The price of anything, whether it is a cake of soap or a jumbo jet, is meant to convey a whole bunch of information to an investor, producer or consumer. Prices send signals up and down the supply chain and these signals determine the ultimate supply and demand of any product or service.
If prices are meant to be the signal that helps smooth the supply and demand of a product or asset, just what is going on with the Australian property market?
Recently released data reveal that new home sales fell for a second straight month in June to a 17-month low. This was followed by news that new home approvals fell by 3.3 percent in June, the third successive monthly drop.
How can this be? We are constantly told that Australia has a chronic housing shortage, yet we are not building anywhere near enough new homes to satisfy this supposed demand.
Shouldn’t high prices be sending a message that more housing is required? It should, but the fact that it isn’t goes to show the completely dysfunctional state of housing in this country.
Here’s the way I look at it. House prices are high not because rents are high and the income returns are healthy. They are high because the vast majority of new credit creation in our economy goes to people buying existing homes. Australian people and its banks are participating in a giant ponzi scheme and they don’t even know it.
High house prices and low rental yields (the reality for most capital city property) are not a signal for investors to come in and construct new homes. It is a deterrent. Who wants to risk building a new house and renting it out for less than the cost of finance, when the capital value is at risk from the ponzi scheme ending?
If yields were more attractive, Australia would solve its so-called housing shortage. But it’s not that easy. You also have layers of government involved, which add to the distortion.
Local and State governments enjoy a healthy slice of the housing pie, which adds to the final cost. The Federal Government uses taxpayer funds to give to first homebuyers whenever the market looks shaky, which ironically adds much more to the cost. The recent phasing out of the latest government handouts is probably a major factor behind the construction slowdown.
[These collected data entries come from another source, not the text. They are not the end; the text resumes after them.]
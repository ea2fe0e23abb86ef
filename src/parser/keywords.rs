// src/parser/keywords.rs
//! Dictionary-based multi-pattern matchers.
//!
//! Built once when the parser is constructed and shared read-only across
//! parse calls. Matching is substring-based with two rules:
//!
//! - Longest match wins when keywords overlap at the same position, so
//!   "JavaScript" beats "Java" and "JS".
//! - Keywords that start or end with an ASCII word character only match at
//!   ASCII word boundaries, so "Go" never fires inside "Google".

use std::collections::HashSet;

struct Pattern {
    chars: Vec<char>,
    canonical: String,
}

/// Maps surface keywords to canonical values and extracts every canonical
/// match found while scanning a text once. Total over any input: no match
/// means an empty result, never a failure.
pub struct KeywordMatcher {
    case_insensitive: bool,
    /// Sorted by pattern length, longest first.
    patterns: Vec<Pattern>,
}

fn fold_char(c: char) -> char {
    // One-to-one lowercase mapping keeps indices aligned with the input.
    c.to_lowercase().next().unwrap_or(c)
}

impl KeywordMatcher {
    pub fn new(case_insensitive: bool) -> Self {
        Self {
            case_insensitive,
            patterns: Vec::new(),
        }
    }

    /// Registers a keyword that maps to itself.
    pub fn add_keyword(&mut self, keyword: &str) {
        self.add_alias(keyword, keyword);
    }

    /// Registers a surface form that resolves to a different canonical value.
    pub fn add_alias(&mut self, surface: &str, canonical: &str) {
        let chars: Vec<char> = if self.case_insensitive {
            surface.chars().map(fold_char).collect()
        } else {
            surface.chars().collect()
        };
        if chars.is_empty() {
            return;
        }
        self.patterns.push(Pattern {
            chars,
            canonical: canonical.to_string(),
        });
        self.patterns.sort_by(|a, b| b.chars.len().cmp(&a.chars.len()));
    }

    pub fn add_keywords(&mut self, keywords: &[&str]) {
        for kw in keywords {
            self.add_keyword(kw);
        }
    }

    /// Scans `text` once and returns the canonical value of every keyword
    /// occurrence, in document order. Occurrences never overlap; at each
    /// position the longest registered keyword is taken.
    pub fn extract(&self, text: &str) -> Vec<String> {
        let original: Vec<char> = text.chars().collect();
        let folded: Vec<char> = if self.case_insensitive {
            original.iter().map(|&c| fold_char(c)).collect()
        } else {
            original.clone()
        };

        let mut found = Vec::new();
        let mut i = 0;
        while i < folded.len() {
            match self.match_at(&folded, i) {
                Some(p) => {
                    found.push(p.canonical.clone());
                    i += p.chars.len();
                }
                None => i += 1,
            }
        }
        found
    }

    fn match_at(&self, chars: &[char], i: usize) -> Option<&Pattern> {
        self.patterns.iter().find(|p| {
            let end = i + p.chars.len();
            if end > chars.len() || chars[i..end] != p.chars[..] {
                return false;
            }
            // ASCII word-boundary guard on either side of the keyword.
            let first = p.chars[0];
            let last = p.chars[p.chars.len() - 1];
            if first.is_ascii_alphanumeric() && i > 0 && chars[i - 1].is_ascii_alphanumeric() {
                return false;
            }
            if last.is_ascii_alphanumeric()
                && end < chars.len()
                && chars[end].is_ascii_alphanumeric()
            {
                return false;
            }
            true
        })
    }

    pub fn len(&self) -> usize {
        self.patterns.len()
    }

    pub fn is_empty(&self) -> bool {
        self.patterns.is_empty()
    }
}

// ============================================================================
// Seed Dictionaries
// ============================================================================

/// IT skill keywords grouped by category, matched case-insensitively.
const SKILL_KEYWORDS: &[&str] = &[
    // Programming languages
    "Python", "Java", "JavaScript", "C++", "Go", "TypeScript", "SQL",
    // Frontend frameworks
    "React", "Vue", "Angular", "jQuery", "Bootstrap",
    // Backend frameworks
    "Django", "Flask", "Spring", "Node.js", "Express", "FastAPI",
    // Databases
    "MySQL", "PostgreSQL", "MongoDB", "Redis", "Oracle", "SQLite",
    // Cloud
    "AWS", "阿里云", "腾讯云", "Docker", "Kubernetes", "Azure",
    // Data science
    "Pandas", "NumPy", "Scikit-learn", "TensorFlow", "PyTorch", "数据分析",
    // Tooling
    "Git", "Jenkins", "Linux", "Shell", "RESTful API", "微服务",
];

/// Alias surface forms and the canonical skill they resolve to. The result
/// set never contains the alias spelling.
const SKILL_ALIASES: &[(&str, &str)] = &[
    ("JS", "JavaScript"),
    ("NLP", "自然语言处理"),
    ("CV", "计算机视觉"),
];

const COMPANY_SUFFIXES: &[&str] = &["有限公司", "科技公司", "集团", "股份公司", "研究所"];

const EDUCATION_KEYWORDS: &[&str] = &["大学", "学院", "学校"];

/// Literal degree tokens scanned for in education sentences.
pub const DEGREE_KEYWORDS: &[&str] = &["学士", "硕士", "博士", "本科", "研究生", "MBA"];

/// Literal position-title tokens scanned for in experience sentences.
pub const POSITION_KEYWORDS: &[&str] = &["工程师", "开发", "经理", "总监", "分析师", "架构师"];

/// Builds the skill matcher: seed keywords plus alias entries,
/// case-insensitive.
pub fn skill_matcher() -> KeywordMatcher {
    let mut m = KeywordMatcher::new(true);
    m.add_keywords(SKILL_KEYWORDS);
    for (surface, canonical) in SKILL_ALIASES {
        m.add_alias(surface, canonical);
    }
    m
}

/// Company suffix tokens, matched case-sensitively.
pub fn company_suffix_matcher() -> KeywordMatcher {
    let mut m = KeywordMatcher::new(false);
    m.add_keywords(COMPANY_SUFFIXES);
    m
}

/// Education institution tokens, matched case-sensitively.
pub fn education_keyword_matcher() -> KeywordMatcher {
    let mut m = KeywordMatcher::new(false);
    m.add_keywords(EDUCATION_KEYWORDS);
    m
}

/// Chinese stopwords filtered out of the skill set.
pub fn stopwords() -> HashSet<String> {
    [
        "的", "了", "在", "是", "我", "有", "和", "就", "不", "人", "都", "一个", "上", "也",
        "很", "到", "说", "要", "去", "会", "着", "没有", "看", "好", "自己", "这",
    ]
    .iter()
    .map(|s| s.to_string())
    .collect()
}

#[cfg(test)]
mod tests {
    use super::*;

    #[test]
    fn test_longest_match_wins_over_shorter_overlap() {
        let m = skill_matcher();
        let found = m.extract("精通JavaScript开发");
        assert_eq!(found, vec!["JavaScript".to_string()]);
    }

    #[test]
    fn test_alias_resolves_to_canonical() {
        let m = skill_matcher();
        assert_eq!(m.extract("熟悉JS框架"), vec!["JavaScript".to_string()]);
        assert_eq!(m.extract("做过NLP项目"), vec!["自然语言处理".to_string()]);
    }

    #[test]
    fn test_case_insensitive_skill_matching() {
        let m = skill_matcher();
        assert_eq!(m.extract("python和DOCKER"), vec!["Python", "Docker"]);
    }

    #[test]
    fn test_ascii_word_boundary() {
        let m = skill_matcher();
        // "Go" must not fire inside "Google".
        assert!(m.extract("在Google工作").is_empty());
        assert_eq!(m.extract("使用Go语言"), vec!["Go".to_string()]);
    }

    #[test]
    fn test_company_suffix_is_case_sensitive_exact() {
        let m = company_suffix_matcher();
        assert_eq!(m.extract("阿里巴巴集团工作"), vec!["集团".to_string()]);
        assert!(m.extract("没有后缀的句子").is_empty());
    }

    #[test]
    fn test_education_keywords() {
        let m = education_keyword_matcher();
        assert_eq!(m.extract("毕业于北京大学"), vec!["大学".to_string()]);
        assert_eq!(m.extract("上海交通学院和中学校区"), vec!["学院", "学校"]);
    }

    #[test]
    fn test_matches_returned_in_document_order() {
        let m = skill_matcher();
        assert_eq!(
            m.extract("Redis缓存，MySQL存储，Python脚本"),
            vec!["Redis", "MySQL", "Python"]
        );
    }

    #[test]
    fn test_empty_input_yields_empty_result() {
        let m = skill_matcher();
        assert!(m.extract("").is_empty());
    }
}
All we ever hear month after month is that Australia has a chronic housing shortage and because of this, house prices will remain high. I’m sorry, but if new homes sales are approaching 18 month lows, and construction remains in the doldrums, perhaps its time to think a little differently about the problem. Commentators and bureaucrats need to realise that it’s the huge amount of credit being funnelled into existing housing that is pushing prices up and leading to weaker construction statistics.
I’d be willing to bet a waterfront mansion (if I had one) that if house prices began to fall substantially, yields would increase and so would the incentive to build new houses. For centuries property has been an income-based investment. Only relatively recently has it become the focus for capital gains. Increase the yield to healthy levels and you increase the supply of housing, it’s as simple as that.
So it’s time for the government to get out of the market, stop propping up prices for the sake of political gain and start releasing enough land to satisfy the demand that will flow from weaker prices.
The chances of this happening are virtually zero, but we need to stop kidding ourselves that our housing shortage is keeping prices high. It’s high prices that are leading to the shortage, if indeed there is one.